In fact, electric cars weigh up to 24 percent more than comparable combustion engines – mainly because of the batteries. An electric Ford F-150 Lightning is 725 kilograms heavier than its petrol-powered counterpart. Scientists still disagree on how much this additional weight increases the stress on the road surface. If you believe an old rule of thumb from the American Department of Transport, road wear does not increase linearly with heavier axles, but exponentially.

For the lungs, fine dust is not the same as fine dust

On the other hand, electric vehicles cause less brake dust thanks to their regenerative braking. This could be good for health. The small metal particles have the ability to destroy antioxidants in the human body and thus cause inflammation. A team of environmental scientists at the Paul Scherrer Institute (PSI) published a study in the journal “Nature”, which points out that future limit values ​​should not only take into account the amount of fine dust, but also this “oxidative potential” of the particles.

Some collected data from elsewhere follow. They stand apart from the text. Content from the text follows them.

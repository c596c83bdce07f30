pub mod canonical;
pub mod error;
pub mod extractors;
pub mod search;

pub use canonical::{QuestionRecord, QuestionType};
pub use error::{ExtractorError, Result};
pub use extractors::{ExtractionRules, HtmlExtractor};
pub use search::QuestionSearch;
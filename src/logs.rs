use std::io::{self, IsTerminal};

use anyhow::{bail, Context, Result};
use fern::colors::{Color, ColoredLevelConfig};
use log::LevelFilter;

pub fn parse_level(level: &str) -> Result<LevelFilter> {
    Ok(match level {
        "error" => LevelFilter::Error,
        "warn" | "warning" => LevelFilter::Warn,
        "info" => LevelFilter::Info,
        "debug" => LevelFilter::Debug,
        _ => bail!("unknown log level '{}'", level),
    })
}

/// Install the global logger. Records go to stderr so stdout stays reserved for the chat
/// messages and command output.
pub fn init(level: &str) -> Result<()> {
    let level = parse_level(level)?;

    let is_terminal = io::stderr().is_terminal();

    let colors = ColoredLevelConfig::new()
        .info(Color::Green)
        .warn(Color::Yellow)
        .debug(Color::Magenta);

    fern::Dispatch::new()
        .format(move |out, message, record| {
            if is_terminal {
                out.finish(format_args!(
                    "{} [{}] {}",
                    humantime::format_rfc3339_millis(std::time::SystemTime::now()),
                    colors.color(record.level()),
                    message
                ))
            } else {
                out.finish(format_args!(
                    "{} [{}] {}",
                    humantime::format_rfc3339_millis(std::time::SystemTime::now()),
                    record.level(),
                    message
                ))
            }
        })
        .level(level)
        // Keep dependency chatter (hyper, rustls, tungstenite) out of debug output.
        .level_for("hyper_util", LevelFilter::Warn)
        .level_for("rustls", LevelFilter::Warn)
        .level_for("tungstenite", LevelFilter::Warn)
        .chain(io::stderr())
        .apply()
        .context("init logger")?;

    Ok(())
}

Led by Kaspar Dällenbach, the PSI team used mass spectrometry to determine the chemical composition of the particulate matter at several locations. The researchers then observed in the test tube how fine dust extract with high oxidative potential affects antioxidants in simulated lung fluid.

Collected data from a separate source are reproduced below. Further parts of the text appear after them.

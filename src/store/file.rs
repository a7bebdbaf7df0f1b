use std::collections::BTreeMap;
use std::io::{self, Read, Seek, SeekFrom, Write};
use std::path::{Path, PathBuf};
use std::sync::Mutex;

use anyhow::{anyhow, Context, Result};
use file_lock::{FileLock, FileOptions};
use log::{debug, warn};

use crate::dirs::ensure_parent_exists;

use super::TokenStore;

/// A token store backed by a JSON object file, e.g. `{"refresh_token": "..."}`.
///
/// Every access takes an exclusive file lock, so concurrent invocations never see a half
/// written file or lose each other's updates.
pub struct FileTokenStore {
    path: PathBuf,

    // OS file locks are held per process, they do not exclude threads sharing this store.
    guard: Mutex<()>,
}

impl FileTokenStore {
    pub fn new(path: impl Into<PathBuf>) -> Self {
        Self {
            path: path.into(),
            guard: Mutex::new(()),
        }
    }

    pub fn path(&self) -> &Path {
        &self.path
    }

    fn read(&self) -> Result<BTreeMap<String, String>> {
        let lock_opts = FileOptions::new().read(true);
        let mut lock = match FileLock::lock(&self.path, true, lock_opts) {
            Ok(lock) => lock,
            Err(err) if err.kind() == io::ErrorKind::NotFound => return Ok(BTreeMap::new()),
            Err(err) => {
                return Err(err)
                    .with_context(|| format!("lock token file '{}'", self.path.display()))
            }
        };

        let mut data = Vec::new();
        lock.file
            .read_to_end(&mut data)
            .with_context(|| format!("read token file '{}'", self.path.display()))?;
        Ok(Self::decode(&data))
    }

    /// Apply `update` to the stored map while holding the lock for the whole
    /// read-modify-write cycle.
    fn update<F>(&self, update: F) -> Result<()>
    where
        F: FnOnce(&mut BTreeMap<String, String>),
    {
        let _guard = self
            .guard
            .lock()
            .map_err(|_| anyhow!("token file guard poisoned"))?;
        ensure_parent_exists(&self.path).context("ensure token file directory")?;

        let lock_opts = FileOptions::new().read(true).write(true).create(true);
        let mut lock = FileLock::lock(&self.path, true, lock_opts)
            .with_context(|| format!("lock token file '{}'", self.path.display()))?;

        let mut data = Vec::new();
        lock.file
            .read_to_end(&mut data)
            .with_context(|| format!("read token file '{}'", self.path.display()))?;
        let mut tokens = Self::decode(&data);

        update(&mut tokens);

        let data = serde_json::to_vec_pretty(&tokens).context("encode token file")?;
        lock.file.set_len(0)?;
        lock.file.seek(SeekFrom::Start(0))?;
        lock.file
            .write_all(&data)
            .with_context(|| format!("write token file '{}'", self.path.display()))?;
        lock.file.flush()?;
        Ok(())
    }

    fn decode(data: &[u8]) -> BTreeMap<String, String> {
        if data.is_empty() {
            return BTreeMap::new();
        }
        match serde_json::from_slice(data) {
            Ok(tokens) => tokens,
            Err(_) => {
                warn!("Token file has invalid data, we will ignore it");
                BTreeMap::new()
            }
        }
    }
}

impl TokenStore for FileTokenStore {
    fn get(&self, key: &str) -> Result<Option<String>> {
        let mut tokens = self.read()?;
        Ok(tokens.remove(key).filter(|value| !value.is_empty()))
    }

    fn set(&self, key: &str, value: &str) -> Result<()> {
        debug!("Save '{key}' to token file '{}'", self.path.display());
        self.update(|tokens| {
            tokens.insert(key.to_string(), value.to_string());
        })
    }

    fn remove(&self, key: &str) -> Result<()> {
        if !self.path.exists() {
            return Ok(());
        }
        debug!("Remove '{key}' from token file '{}'", self.path.display());
        self.update(|tokens| {
            tokens.remove(key);
        })
    }
}
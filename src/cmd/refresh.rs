use anyhow::{bail, Result};
use async_trait::async_trait;
use chatwatch::types::token::TokenStrategy;
use clap::Args;

use super::{ConfigArgs, RunCommand};

/// Exchange the saved refresh token for a new access token. The refresh token is rotated.
/// Only available with the `pair` token strategy.
#[derive(Args)]
pub struct RefreshArgs {
    /// Print the new access token to stdout.
    #[arg(long)]
    pub show: bool,

    #[command(flatten)]
    pub config: ConfigArgs,
}

#[async_trait]
impl RunCommand for RefreshArgs {
    async fn run(&self) -> Result<()> {
        let factory = self.config.load_factory()?;
        let tokens = factory.build_token_manager();
        if tokens.strategy() != TokenStrategy::Pair {
            bail!("refresh is only supported with the 'pair' token strategy");
        }

        let refresh_token = match tokens.stored_token()? {
            Some(token) => token,
            None => bail!("no refresh token saved, please login first"),
        };

        let access_token = match tokens.refresh_access_token(&refresh_token).await? {
            Some(token) => token,
            None => bail!("refresh failed and login failed"),
        };

        if self.show {
            println!("{access_token}");
        } else {
            println!("Access token refreshed");
        }
        Ok(())
    }
}
use anyhow::Result;
use async_trait::async_trait;
use chatwatch::client::config::ClientConfig;
use chatwatch::config::CommonConfig;
use chatwatch::display::display_json;
use clap::Args;

use super::{ConfigArgs, RunCommand};

/// Display the client configuration in use, with defaults filled in, as JSON.
#[derive(Args)]
pub struct ShowConfigArgs {
    #[command(flatten)]
    pub config: ConfigArgs,
}

#[async_trait]
impl RunCommand for ShowConfigArgs {
    async fn run(&self) -> Result<()> {
        let ps = self.config.build_path_set()?;
        let mut cfg = ps.load_config("client", ClientConfig::default)?;
        if !cfg.password.is_empty() {
            cfg.password = String::from("******");
        }
        display_json(cfg)
    }
}
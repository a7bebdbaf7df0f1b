use std::collections::VecDeque;

use anyhow::{bail, Result};
use async_trait::async_trait;

use crate::client::fake::CallLog;
use crate::stomp::{Command, Frame};

use super::{Connector, Transport};

/// In-memory STOMP broker answering a single client.
pub struct FakeBroker {
    log: CallLog,
    /// Reply to CONNECT with an ERROR frame carrying this message.
    reject: Option<String>,
    /// Bodies published on every subscription.
    messages: Vec<String>,
    outbox: VecDeque<String>,
}

impl FakeBroker {
    pub fn new(log: CallLog) -> Self {
        Self {
            log,
            reject: None,
            messages: Vec::new(),
            outbox: VecDeque::new(),
        }
    }

    pub fn rejecting(mut self, message: &str) -> Self {
        self.reject = Some(message.to_string());
        self
    }

    pub fn publishing(mut self, body: &str) -> Self {
        self.messages.push(body.to_string());
        self
    }
}

#[async_trait]
impl Transport for FakeBroker {
    async fn send(&mut self, data: String) -> Result<()> {
        let (frame, _) = Frame::parse(&data)?;
        match frame.command {
            Command::Connect => {
                let auth = frame.get_header("Authorization").unwrap_or_default();
                self.log.push(format!("connect:{auth}"));
                let reply = match &self.reject {
                    Some(message) => Frame::new(Command::Error)
                        .header("message", message.as_str())
                        .body("rejected"),
                    None => Frame::new(Command::Connected).header("version", "1.2"),
                };
                // Heart-beat EOLs and the frame arrive split across chunks.
                let encoded = reply.encode();
                let (head, tail) = encoded.split_at(encoded.len() / 2);
                self.outbox.push_back(format!("\n{head}"));
                self.outbox.push_back(tail.to_string());
            }
            Command::Subscribe => {
                let destination = frame.get_header("destination").unwrap_or_default();
                let id = frame.get_header("id").unwrap_or_default();
                self.log.push(format!("subscribe:{destination}"));
                for (idx, body) in self.messages.iter().enumerate() {
                    let message = Frame::new(Command::Message)
                        .header("destination", destination)
                        .header("subscription", id)
                        .header("message-id", format!("m-{idx}"))
                        .header("content-type", "application/json")
                        .body(body.as_str());
                    self.outbox.push_back(message.encode());
                }
            }
            Command::Disconnect => self.log.push("disconnect"),
            command => bail!("unexpected client frame {command}"),
        }
        Ok(())
    }

    async fn recv(&mut self) -> Result<Option<String>> {
        Ok(self.outbox.pop_front())
    }

    async fn close(&mut self) -> Result<()> {
        self.log.push("close");
        Ok(())
    }
}

/// Hands out one prepared broker per `open`.
pub struct FakeConnector {
    log: CallLog,
    make: Box<dyn Fn(CallLog) -> FakeBroker + Send + Sync>,
}

impl FakeConnector {
    pub fn new(log: CallLog, make: impl Fn(CallLog) -> FakeBroker + Send + Sync + 'static) -> Self {
        Self {
            log,
            make: Box::new(make),
        }
    }
}

#[async_trait]
impl Connector for FakeConnector {
    fn endpoint(&self) -> String {
        "memory://broker".to_string()
    }

    async fn open(&self) -> Result<Box<dyn Transport>> {
        self.log.push("open");
        Ok(Box::new((self.make)(self.log.clone())))
    }
}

“The faster the antioxidants are broken down, the higher the oxidative potential,” says Dällenbach. The quickest was the decomposition with the addition of man-made fine dust with a high proportion of brake dust and aged smoke from wood furnaces. Such fine dust puts stress on the cells, which increasingly react with inflammation.

However, it is not yet clear how dangerous these substances really are for humans. This can only be done in epidemiological studies. Dällenbach would welcome them. Because even if fine dust from tire abrasion and brake dust – speaking absolutely – occurs in small quantities, their proportion increases noticeably in relation to conventional fine dust.

If the assumption is confirmed that particles from non-exhaust emissions have a particularly harmful effect on the lungs, they would also be relevant to health in small quantities. Particulate matter would then not only have to be evaluated according to its quantity, but also according to its hazard potential. The legal limit values ​​would then also have to be adjusted accordingly.